By Dr. Doug Sofer1Doug Sofer is an Associate Professor of History, the Director of Maryville College Works, the Coordinator of the Great Smokies Experience, and a weirdo just like you.

You are a weirdo.

You talk, read, write, dress, sing, dance, socialize, move, pray, eat, drink, sleep differently than almost everyone who has ever lived on earth. You look, sound, and smell funny too.

The good news is that you’re not alone. In fact, being a weirdo is part of what it means to be a person in the twenty-first century. The bad news is that most people don’t know they’re weirdos. That’s where studying world history gives you a real advantage over all the other weirdos.

First of all, when you study world history—or world politics, culture, economics, art, music, religion, human ecology—you figure out very quickly that your home is very different from most everyone else’s homes. We live in a world with 7.3 billion people in it, and the U.S. population is a mere 324 million—just 4% of the earth’s people. You are different from 96% of the people on the planet.

You’re also a weirdo by U.S. standards. Tennesseans make up only 2% of the population of the USA. Even the total population of all the Southern U.S. States combined constitutes only about a third of the U.S. population—and that’s including Texas, which is, of course, full of weirdos. This entire group of Southerners are only 1.6% of the world’s population, and only one out of a thousand people on earth is a Tennessean.

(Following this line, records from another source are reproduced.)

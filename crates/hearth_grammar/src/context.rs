//! Mutable parse state threaded through the rule tree.
//!
//! A [`ParseContext`] is created fresh per command, lives for one parse, and
//! is discarded afterward. The only state shared with the outside world is
//! the device snapshot it borrows its alternation from, and that snapshot is
//! immutable for the context's whole lifetime.

use hearth_foundation::{ActionKind, ActionParams, DeviceKind};

use crate::instruction::Instruction;
use crate::trace::{ParseTrace, TraceEvent};

/// One connected device as the grammar sees it: a nickname to match and the
/// capability tag to resolve it to.
#[derive(Clone, Debug, PartialEq, Eq)]
pub struct DeviceCandidate {
    /// The device's spoken nickname, as registered.
    pub nickname: String,
    /// The capability tag for dispatch.
    pub kind: DeviceKind,
}

impl DeviceCandidate {
    /// Creates a candidate.
    #[must_use]
    pub fn new(nickname: impl Into<String>, kind: DeviceKind) -> Self {
        Self {
            nickname: nickname.into(),
            kind,
        }
    }
}

/// An ordered, immutable view of the connected devices, cheap to clone.
///
/// Snapshotted once per command; a parse never observes registry mutation.
pub type DeviceSnapshot = im::Vector<DeviceCandidate>;

/// The mutable cursor and accumulated fields of a single parse.
#[derive(Clone, Debug)]
pub struct ParseContext {
    /// The trimmed original command.
    command: String,
    /// The unconsumed suffix. Always a suffix of `command`; never grows.
    remaining: String,
    /// Devices available for the dynamic device alternation.
    devices: DeviceSnapshot,

    /// Nickname of the matched device, in registry spelling.
    pub device_nickname: Option<String>,
    /// Capability tag of the matched device.
    pub device_kind: Option<DeviceKind>,
    /// The recognized action.
    pub action: ActionKind,
    /// The recognized parameter clause.
    pub params: ActionParams,

    /// Greeting word, recorded for traceability only.
    pub greeting: Option<String>,
    /// Assistant name the command was addressed to, for traceability only.
    pub assistant: Option<String>,

    /// Diagnostic trace of every rule attempt.
    pub trace: ParseTrace,
}

impl ParseContext {
    /// Creates a fresh context for one command against a device snapshot.
    #[must_use]
    pub fn new(command: &str, devices: DeviceSnapshot) -> Self {
        let trimmed = command.trim().to_string();
        Self {
            remaining: trimmed.clone(),
            command: trimmed,
            devices,
            device_nickname: None,
            device_kind: None,
            action: ActionKind::None,
            params: ActionParams::none(),
            greeting: None,
            assistant: None,
            trace: ParseTrace::new(),
        }
    }

    /// The trimmed original command.
    #[must_use]
    pub fn command(&self) -> &str {
        &self.command
    }

    /// The unconsumed suffix the next rule will match against.
    #[must_use]
    pub fn remaining(&self) -> &str {
        &self.remaining
    }

    /// The device snapshot this parse matches nicknames against.
    #[must_use]
    pub fn devices(&self) -> &DeviceSnapshot {
        &self.devices
    }

    /// Strips `len` matched bytes and any following whitespace from the
    /// front of the unconsumed suffix.
    ///
    /// # Panics
    ///
    /// Panics if `len` is not a character boundary of the suffix; callers
    /// pass lengths produced by matching against the suffix itself.
    pub(crate) fn consume(&mut self, len: usize) {
        self.remaining = self.remaining[len..].trim_start().to_string();
    }

    /// Records a rule attempt in the trace.
    pub(crate) fn record(&mut self, rule: &'static str, matched: bool, literal: Option<&str>) {
        self.trace.record(TraceEvent {
            rule,
            matched,
            literal: literal.map(ToString::to_string),
            rest: self.remaining.clone(),
        });
    }

    /// Derives the instruction once the mandatory fields are populated.
    ///
    /// Returns `None` if the parse did not reach a device match.
    #[must_use]
    pub fn instruction(&self) -> Option<Instruction> {
        let device_nickname = self.device_nickname.clone()?;
        let device_kind = self.device_kind?;
        Some(Instruction {
            device_nickname,
            device_kind,
            action: self.action,
            params: self.params.clone(),
        })
    }
}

But your weirdness runs much, much more deeply than simply being one in a thousand. When you study the history of the world, you also learn that those of us who live in the industrialized twenty-first century world live extraordinarily weird lives when compared to those from the vast majority of generations that preceded us. You get your water not by scooping it out of a river or well, but by turning a handle on a faucet. You get meat not by slaughtering, gutting, skinning, and dismembering the family goat, but by swiping a piece of plastic with a magnetic strip on it in exchange for a piece of pre-cut animal muscle encased in foam and plastic wrap. You move around on a network of flattened pathways, navigating a metal box that’s powered by tiny explosions that are fueled by the bodies of algae and zooplankton that died millions of years ago. You can communicate instantaneously with people halfway around the world. You can read, listen to, and learn new languages without even getting up from your chair.

Technological weirdness is only part of the story. You also think differently about how society is set up. You know that kings are not man-gods but regular people. You know that women are people and citizens with full legal rights. You believe that people should gain their positions in society based on their merit, not on the conditions of their birth. You know that a good government’s authority comes from the people and a transparent framework for government called a constitution. In different times and places, publicly stating any of the social truths mentioned above would not only have seemed weird; it could have gotten you tortured and killed.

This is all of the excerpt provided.